TRY IT ->
Everything from the line holding "let Json(body) = healthcheck().await;" through the last line below is needed; please reproduce those lines exactly, adding nothing.

MATERIAL FOR THIS TASK ->
>>>>>

use crate::infra::{AppState, PlatformAlertService, PlatformOrderService, PlatformReportService};
use axum::http::{header, StatusCode};
use axum::response::IntoResponse;
use axum::Extension;
use axum::Json;
use serde_json::json;
use std::sync::Arc;

use majisoko::alerts::alert_router;
use majisoko::marketplace::order_router;
use majisoko::reports::report_router;

pub(crate) fn with_platform_routes(
    orders: Arc<PlatformOrderService>,
    alerts: Arc<PlatformAlertService>,
    reports: Arc<PlatformReportService>,
) -> axum::Router {
    order_router(orders)
        .merge(alert_router(alerts))
        .merge(report_router(reports))
        .route("/health", axum::routing::get(healthcheck))
        .route("/ready", axum::routing::get(readiness_endpoint))
        .route("/metrics", axum::routing::get(metrics_endpoint))
}

pub(crate) async fn healthcheck() -> Json<serde_json::Value> {
    Json(json!({ "status": "ok" }))
}

pub(crate) async fn readiness_endpoint(Extension(state): Extension<AppState>) -> impl IntoResponse {
    let ready = state.readiness.load(std::sync::atomic::Ordering::Relaxed);
    let status = if ready {
        StatusCode::OK
    } else {
        StatusCode::SERVICE_UNAVAILABLE
    };

    let payload = if ready {
        json!({ "status": "ready" })
    } else {
        json!({ "status": "initializing" })
    };

    (status, Json(payload))
}

pub(crate) async fn metrics_endpoint(Extension(state): Extension<AppState>) -> impl IntoResponse {
    (
        StatusCode::OK,
        [(header::CONTENT_TYPE, "text/plain; version=0.0.4")],
        state.metrics.render(),
    )
}

#[cfg(test)]
mod tests {
    use super::*;

    #[tokio::test]
    async fn healthcheck_reports_ok() {
        let Json(body) = healthcheck().await;
        assert_eq!(body.get("status"), Some(&json!("ok")));
    }
}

<<<<<

WRITTEN RESPONSE ->
        let Json(body) = healthcheck().await;
        assert_eq!(body.get("status"), Some(&json!("ok")));
    }
}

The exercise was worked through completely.